Problem:
Go through the entries below and return every line that contains "push".

Collected data entries
-*-

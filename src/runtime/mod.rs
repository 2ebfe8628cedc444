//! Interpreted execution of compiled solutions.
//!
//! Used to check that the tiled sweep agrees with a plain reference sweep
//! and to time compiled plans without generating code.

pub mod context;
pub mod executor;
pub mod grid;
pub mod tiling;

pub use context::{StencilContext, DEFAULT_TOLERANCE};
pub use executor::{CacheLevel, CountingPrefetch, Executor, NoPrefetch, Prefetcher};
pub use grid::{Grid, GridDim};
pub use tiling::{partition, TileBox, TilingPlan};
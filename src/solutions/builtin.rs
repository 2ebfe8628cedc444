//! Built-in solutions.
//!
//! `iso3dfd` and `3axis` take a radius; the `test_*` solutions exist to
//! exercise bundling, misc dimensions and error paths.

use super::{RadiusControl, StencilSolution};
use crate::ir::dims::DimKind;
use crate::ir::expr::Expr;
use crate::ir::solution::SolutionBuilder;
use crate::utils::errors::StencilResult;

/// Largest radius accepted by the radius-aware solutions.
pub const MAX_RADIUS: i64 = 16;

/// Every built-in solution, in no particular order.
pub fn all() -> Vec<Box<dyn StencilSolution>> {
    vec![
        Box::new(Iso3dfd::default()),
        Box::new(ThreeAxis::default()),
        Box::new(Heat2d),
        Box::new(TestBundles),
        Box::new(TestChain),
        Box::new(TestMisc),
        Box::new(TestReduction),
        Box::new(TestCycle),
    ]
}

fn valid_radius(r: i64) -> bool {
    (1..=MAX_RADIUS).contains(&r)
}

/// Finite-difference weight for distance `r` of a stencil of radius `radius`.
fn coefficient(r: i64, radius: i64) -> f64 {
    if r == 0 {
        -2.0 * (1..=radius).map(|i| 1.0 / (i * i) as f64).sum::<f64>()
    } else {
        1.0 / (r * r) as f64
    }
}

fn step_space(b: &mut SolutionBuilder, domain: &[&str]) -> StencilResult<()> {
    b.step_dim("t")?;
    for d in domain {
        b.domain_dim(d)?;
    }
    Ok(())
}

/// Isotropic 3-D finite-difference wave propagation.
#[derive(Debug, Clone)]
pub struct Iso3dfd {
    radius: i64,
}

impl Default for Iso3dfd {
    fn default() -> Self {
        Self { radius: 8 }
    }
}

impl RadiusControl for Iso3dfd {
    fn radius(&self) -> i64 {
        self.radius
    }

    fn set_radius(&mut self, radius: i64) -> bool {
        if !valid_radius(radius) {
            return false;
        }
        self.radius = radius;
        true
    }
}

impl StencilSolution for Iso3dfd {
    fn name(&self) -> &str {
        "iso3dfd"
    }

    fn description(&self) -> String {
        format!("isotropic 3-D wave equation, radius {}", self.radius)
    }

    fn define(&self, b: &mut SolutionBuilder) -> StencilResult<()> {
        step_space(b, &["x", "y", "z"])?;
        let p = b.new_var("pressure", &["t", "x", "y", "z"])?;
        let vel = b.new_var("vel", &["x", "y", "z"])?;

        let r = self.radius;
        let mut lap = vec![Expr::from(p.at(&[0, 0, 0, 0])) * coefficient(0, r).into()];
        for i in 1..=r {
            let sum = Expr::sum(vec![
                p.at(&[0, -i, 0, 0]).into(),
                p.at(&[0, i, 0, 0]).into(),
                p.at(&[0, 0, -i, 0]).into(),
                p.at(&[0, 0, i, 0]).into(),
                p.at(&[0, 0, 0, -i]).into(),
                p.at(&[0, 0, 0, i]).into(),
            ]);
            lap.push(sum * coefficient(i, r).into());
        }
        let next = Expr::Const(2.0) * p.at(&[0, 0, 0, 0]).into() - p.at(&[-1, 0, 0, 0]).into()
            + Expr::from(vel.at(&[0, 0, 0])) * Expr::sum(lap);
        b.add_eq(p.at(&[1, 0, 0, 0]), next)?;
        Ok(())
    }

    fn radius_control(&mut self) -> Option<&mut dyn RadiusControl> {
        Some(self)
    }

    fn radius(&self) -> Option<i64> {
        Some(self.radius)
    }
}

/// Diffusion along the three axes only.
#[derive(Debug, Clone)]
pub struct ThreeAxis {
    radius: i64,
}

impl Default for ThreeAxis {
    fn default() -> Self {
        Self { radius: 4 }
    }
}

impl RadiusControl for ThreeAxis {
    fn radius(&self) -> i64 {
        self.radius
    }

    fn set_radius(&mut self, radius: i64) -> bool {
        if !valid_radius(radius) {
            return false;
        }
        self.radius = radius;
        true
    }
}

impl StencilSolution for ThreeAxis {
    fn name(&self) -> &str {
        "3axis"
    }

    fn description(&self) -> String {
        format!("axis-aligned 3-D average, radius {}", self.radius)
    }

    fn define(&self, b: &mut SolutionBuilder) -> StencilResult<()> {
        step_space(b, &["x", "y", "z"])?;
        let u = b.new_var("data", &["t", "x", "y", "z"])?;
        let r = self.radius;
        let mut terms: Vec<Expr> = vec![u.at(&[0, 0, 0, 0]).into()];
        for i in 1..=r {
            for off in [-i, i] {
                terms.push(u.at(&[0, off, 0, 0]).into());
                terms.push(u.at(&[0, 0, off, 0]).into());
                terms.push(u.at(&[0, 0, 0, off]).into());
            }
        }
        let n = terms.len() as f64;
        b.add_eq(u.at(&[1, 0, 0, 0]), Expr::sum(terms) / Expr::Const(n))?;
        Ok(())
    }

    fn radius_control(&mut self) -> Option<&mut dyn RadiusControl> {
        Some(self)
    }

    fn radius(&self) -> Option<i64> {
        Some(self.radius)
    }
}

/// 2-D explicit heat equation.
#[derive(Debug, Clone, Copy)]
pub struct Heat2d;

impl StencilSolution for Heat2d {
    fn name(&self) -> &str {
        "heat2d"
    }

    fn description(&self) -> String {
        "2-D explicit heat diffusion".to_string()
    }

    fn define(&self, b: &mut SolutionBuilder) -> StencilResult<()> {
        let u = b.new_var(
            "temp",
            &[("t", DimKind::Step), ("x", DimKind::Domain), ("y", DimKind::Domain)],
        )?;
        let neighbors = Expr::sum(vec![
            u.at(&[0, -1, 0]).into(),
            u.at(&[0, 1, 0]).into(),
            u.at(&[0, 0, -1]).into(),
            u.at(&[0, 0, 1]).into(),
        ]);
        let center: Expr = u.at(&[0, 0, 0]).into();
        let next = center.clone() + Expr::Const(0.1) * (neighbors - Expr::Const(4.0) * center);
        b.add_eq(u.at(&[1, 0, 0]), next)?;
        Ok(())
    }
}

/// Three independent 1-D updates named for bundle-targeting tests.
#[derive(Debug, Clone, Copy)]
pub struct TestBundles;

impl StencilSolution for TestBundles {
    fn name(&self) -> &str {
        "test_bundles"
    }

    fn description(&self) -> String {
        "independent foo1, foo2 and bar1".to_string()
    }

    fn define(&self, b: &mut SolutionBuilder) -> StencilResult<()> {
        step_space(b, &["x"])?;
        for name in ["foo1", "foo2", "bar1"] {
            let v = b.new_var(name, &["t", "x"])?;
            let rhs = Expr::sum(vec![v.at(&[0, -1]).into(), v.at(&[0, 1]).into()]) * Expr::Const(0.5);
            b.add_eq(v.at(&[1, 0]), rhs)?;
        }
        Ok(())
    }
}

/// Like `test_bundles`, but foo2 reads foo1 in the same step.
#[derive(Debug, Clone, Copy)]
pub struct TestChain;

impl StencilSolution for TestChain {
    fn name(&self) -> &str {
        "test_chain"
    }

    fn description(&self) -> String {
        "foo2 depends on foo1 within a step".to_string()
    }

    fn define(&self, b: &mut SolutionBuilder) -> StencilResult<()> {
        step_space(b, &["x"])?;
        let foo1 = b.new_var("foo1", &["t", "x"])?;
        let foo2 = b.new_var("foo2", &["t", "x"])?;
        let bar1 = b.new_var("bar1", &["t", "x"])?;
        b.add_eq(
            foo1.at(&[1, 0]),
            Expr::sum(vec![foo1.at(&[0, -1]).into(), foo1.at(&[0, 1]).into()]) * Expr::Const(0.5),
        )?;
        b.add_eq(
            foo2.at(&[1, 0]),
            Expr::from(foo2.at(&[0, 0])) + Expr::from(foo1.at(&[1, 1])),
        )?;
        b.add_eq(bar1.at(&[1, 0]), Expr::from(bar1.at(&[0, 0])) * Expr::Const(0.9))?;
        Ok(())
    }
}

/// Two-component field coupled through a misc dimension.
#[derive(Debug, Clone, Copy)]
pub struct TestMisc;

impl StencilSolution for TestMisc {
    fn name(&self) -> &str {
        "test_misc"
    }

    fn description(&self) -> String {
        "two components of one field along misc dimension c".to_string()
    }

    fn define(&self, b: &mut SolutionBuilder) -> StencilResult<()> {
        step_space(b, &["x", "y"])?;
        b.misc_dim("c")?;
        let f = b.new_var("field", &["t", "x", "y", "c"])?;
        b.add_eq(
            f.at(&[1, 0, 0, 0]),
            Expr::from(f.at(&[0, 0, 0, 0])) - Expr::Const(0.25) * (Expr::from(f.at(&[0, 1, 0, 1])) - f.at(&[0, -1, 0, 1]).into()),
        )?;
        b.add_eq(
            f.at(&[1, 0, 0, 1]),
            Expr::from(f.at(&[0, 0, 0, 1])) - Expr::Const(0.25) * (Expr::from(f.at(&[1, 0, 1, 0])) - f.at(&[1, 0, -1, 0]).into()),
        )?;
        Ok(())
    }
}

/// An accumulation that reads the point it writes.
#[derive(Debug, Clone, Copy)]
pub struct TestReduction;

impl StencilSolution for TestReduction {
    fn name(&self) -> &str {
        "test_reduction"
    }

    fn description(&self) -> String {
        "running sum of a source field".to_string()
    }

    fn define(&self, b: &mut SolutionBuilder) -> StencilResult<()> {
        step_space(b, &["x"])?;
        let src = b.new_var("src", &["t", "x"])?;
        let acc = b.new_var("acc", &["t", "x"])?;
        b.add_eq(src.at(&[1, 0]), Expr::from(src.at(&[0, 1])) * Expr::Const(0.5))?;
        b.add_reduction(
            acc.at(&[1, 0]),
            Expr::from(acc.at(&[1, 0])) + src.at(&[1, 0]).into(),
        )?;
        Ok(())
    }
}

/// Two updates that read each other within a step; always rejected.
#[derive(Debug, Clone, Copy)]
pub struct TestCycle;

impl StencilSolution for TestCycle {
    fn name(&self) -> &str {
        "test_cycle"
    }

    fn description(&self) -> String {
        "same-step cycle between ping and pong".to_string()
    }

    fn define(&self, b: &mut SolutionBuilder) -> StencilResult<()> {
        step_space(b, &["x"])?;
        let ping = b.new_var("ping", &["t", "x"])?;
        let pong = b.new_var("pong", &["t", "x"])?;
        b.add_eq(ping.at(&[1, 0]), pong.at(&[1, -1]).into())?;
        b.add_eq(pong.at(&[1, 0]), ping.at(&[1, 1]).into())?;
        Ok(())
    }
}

-*-

Solution for this problem:
            lap.push(sum * coefficient(i, r).into());
                terms.push(u.at(&[0, off, 0, 0]).into());
                terms.push(u.at(&[0, 0, off, 0]).into());
                terms.push(u.at(&[0, 0, 0, off]).into());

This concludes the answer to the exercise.